:: Required action ::
Which of the lines below include "Parser"? Each one should be copied out.

:: Material for this task ::
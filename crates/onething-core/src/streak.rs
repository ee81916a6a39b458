//! Daily completion streaks.
//!
//! One completion per local calendar day advances the streak. Missing a day
//! resets it to 1 on the next completion, since that day itself counts.

use std::sync::Arc;

use chrono::NaiveDate;
use serde::{Deserialize, Serialize};
use tracing::info;

use crate::clock::Clock;
use crate::error::Result;
use crate::storage::{Persisted, StateStore};

pub const STREAK_KEY: &str = "onething-streak";

/// A streak length that earns a one-off bonus.
#[derive(Debug, Clone, Copy, PartialEq, Eq, Serialize)]
pub struct StreakMilestone {
    pub days: u32,
    pub bonus: u64,
    pub message: &'static str,
}

/// Ascending milestone table.
pub const STREAK_MILESTONES: [StreakMilestone; 5] = [
    StreakMilestone {
        days: 3,
        bonus: 15,
        message: "Three days in a row! A habit is forming!",
    },
    StreakMilestone {
        days: 7,
        bonus: 30,
        message: "A whole week! Amazing!",
    },
    StreakMilestone {
        days: 14,
        bonus: 50,
        message: "Two weeks straight! Unstoppable!",
    },
    StreakMilestone {
        days: 30,
        bonus: 100,
        message: "A full month! You're a legend!",
    },
    StreakMilestone {
        days: 100,
        bonus: 300,
        message: "100 days! A true master!",
    },
];

pub fn milestone_for(days: u32) -> Option<StreakMilestone> {
    STREAK_MILESTONES.iter().copied().find(|m| m.days == days)
}

#[derive(Debug, Clone, Default, Serialize, Deserialize)]
pub struct StreakState {
    pub current_streak: u32,
    pub longest_streak: u32,
    pub last_completion_date: Option<NaiveDate>,
}

/// Outcome of [`StreakTracker::check_and_update`].
#[derive(Debug, Clone, Copy, PartialEq, Eq, Serialize)]
pub struct StreakUpdate {
    pub streak: u32,
    pub milestone: Option<StreakMilestone>,
    /// A streak longer than one day was lost before this completion.
    pub broken: bool,
}

pub struct StreakTracker {
    state: Persisted<StreakState>,
    clock: Arc<dyn Clock>,
}

impl StreakTracker {
    pub fn new(backend: Arc<dyn StateStore>, clock: Arc<dyn Clock>) -> Self {
        Self {
            state: Persisted::new(STREAK_KEY, backend),
            clock,
        }
    }

    pub fn hydrate(&mut self) -> Result<()> {
        self.state.hydrate()
    }

    pub fn is_hydrated(&self) -> bool {
        self.state.is_hydrated()
    }

    pub fn state(&self) -> Result<&StreakState> {
        self.state.get()
    }

    pub fn current(&self) -> Result<u32> {
        Ok(self.state.get()?.current_streak)
    }

    /// Register today's completion. Call once per completed task.
    ///
    /// Never grants coins; a returned milestone is for the caller to pay out.
    pub fn check_and_update(&mut self) -> Result<StreakUpdate> {
        let today = self.clock.today();
        let yesterday = self.clock.yesterday();
        let prev = self.state.get()?.clone();

        if prev.last_completion_date == Some(today) {
            return Ok(StreakUpdate {
                streak: prev.current_streak,
                milestone: None,
                broken: false,
            });
        }

        let (streak, broken) = if prev.last_completion_date == Some(yesterday) {
            (prev.current_streak + 1, false)
        } else {
            (
                1,
                prev.current_streak > 1 && prev.last_completion_date.is_some(),
            )
        };
        let milestone = milestone_for(streak);

        self.state.update(|s| {
            s.current_streak = streak;
            s.longest_streak = s.longest_streak.max(streak);
            s.last_completion_date = Some(today);
        })?;

        if broken {
            info!(previous = prev.current_streak, "streak broken");
        }
        if let Some(m) = milestone {
            info!(days = m.days, bonus = m.bonus, "streak milestone reached");
        }
        Ok(StreakUpdate {
            streak,
            milestone,
            broken,
        })
    }
}
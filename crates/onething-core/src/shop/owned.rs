use std::sync::Arc;

use serde::{Deserialize, Serialize};
use tracing::debug;

use crate::error::Result;
use crate::storage::{Persisted, StateStore};

pub const SHOP_KEY: &str = "onething-shop";

#[derive(Debug, Clone, Default, Serialize, Deserialize)]
pub struct ShopState {
    /// In purchase order; each id at most once.
    pub purchased_item_ids: Vec<String>,
}

/// Ownership record. Paying for an item is the ledger's concern.
pub struct ShopLedger {
    state: Persisted<ShopState>,
}

impl ShopLedger {
    pub fn new(backend: Arc<dyn StateStore>) -> Self {
        Self {
            state: Persisted::new(SHOP_KEY, backend),
        }
    }

    pub fn hydrate(&mut self) -> Result<()> {
        self.state.hydrate()
    }

    pub fn is_hydrated(&self) -> bool {
        self.state.is_hydrated()
    }

    pub fn state(&self) -> Result<&ShopState> {
        self.state.get()
    }

    pub fn has_purchased(&self, item_id: &str) -> Result<bool> {
        Ok(self
            .state
            .get()?
            .purchased_item_ids
            .iter()
            .any(|id| id == item_id))
    }

    /// Returns `false` when the item is already owned.
    pub fn record_purchase(&mut self, item_id: &str) -> Result<bool> {
        if self.has_purchased(item_id)? {
            return Ok(false);
        }
        self.state
            .update(|s| s.purchased_item_ids.push(item_id.to_string()))?;
        debug!(item_id, "purchase recorded");
        Ok(true)
    }
}
use clap::{Parser, Subcommand};
use tracing_subscriber::EnvFilter;

mod commands;

#[derive(Parser)]
#[command(name = "onething", version, about = "One task, one focus, one room")]
struct Cli {
    #[command(subcommand)]
    command: Commands,
}

#[derive(Subcommand)]
enum Commands {
    /// Today's condition check
    Condition {
        #[command(subcommand)]
        action: commands::condition::ConditionAction,
    },
    /// Task catalog and the current recommendation
    Task {
        #[command(subcommand)]
        action: commands::task::TaskAction,
    },
    /// Focus timer
    Focus {
        #[command(subcommand)]
        action: commands::focus::FocusAction,
    },
    /// Coin balance and history
    Coins {
        #[command(subcommand)]
        action: commands::coins::CoinsAction,
    },
    /// Daily streak
    Streak,
    /// Badges earned and still locked
    Achievements {
        /// Only show unlocked badges
        #[arg(long)]
        unlocked: bool,
    },
    /// Room layout
    Room {
        #[command(subcommand)]
        action: commands::room::RoomAction,
    },
    /// Item shop
    Shop {
        #[command(subcommand)]
        action: commands::shop::ShopAction,
    },
    /// Daily reminder
    Notify {
        #[command(subcommand)]
        action: commands::notify::NotifyAction,
    },
    /// Friends and the remote profile
    Social {
        #[command(subcommand)]
        action: commands::social::SocialAction,
    },
    /// Configuration management
    Config {
        #[command(subcommand)]
        action: commands::config::ConfigAction,
    },
}

#[tokio::main]
async fn main() {
    tracing_subscriber::fmt()
        .with_env_filter(
            EnvFilter::try_from_env("ONETHING_LOG").unwrap_or_else(|_| EnvFilter::new("warn")),
        )
        .with_writer(std::io::stderr)
        .init();

    let cli = Cli::parse();
    let result = match cli.command {
        Commands::Condition { action } => commands::condition::run(action).await,
        Commands::Task { action } => commands::task::run(action).await,
        Commands::Focus { action } => commands::focus::run(action).await,
        Commands::Coins { action } => commands::coins::run(action).await,
        Commands::Streak => commands::streak::run().await,
        Commands::Achievements { unlocked } => commands::achievements::run(unlocked).await,
        Commands::Room { action } => commands::room::run(action).await,
        Commands::Shop { action } => commands::shop::run(action).await,
        Commands::Notify { action } => commands::notify::run(action).await,
        Commands::Social { action } => commands::social::run(action).await,
        Commands::Config { action } => commands::config::run(action),
    };

    if let Err(e) = result {
        eprintln!("error: {e}");
        std::process::exit(1);
    }
}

:: Result for this task ::
use clap::{Parser, Subcommand};
#[derive(Parser)]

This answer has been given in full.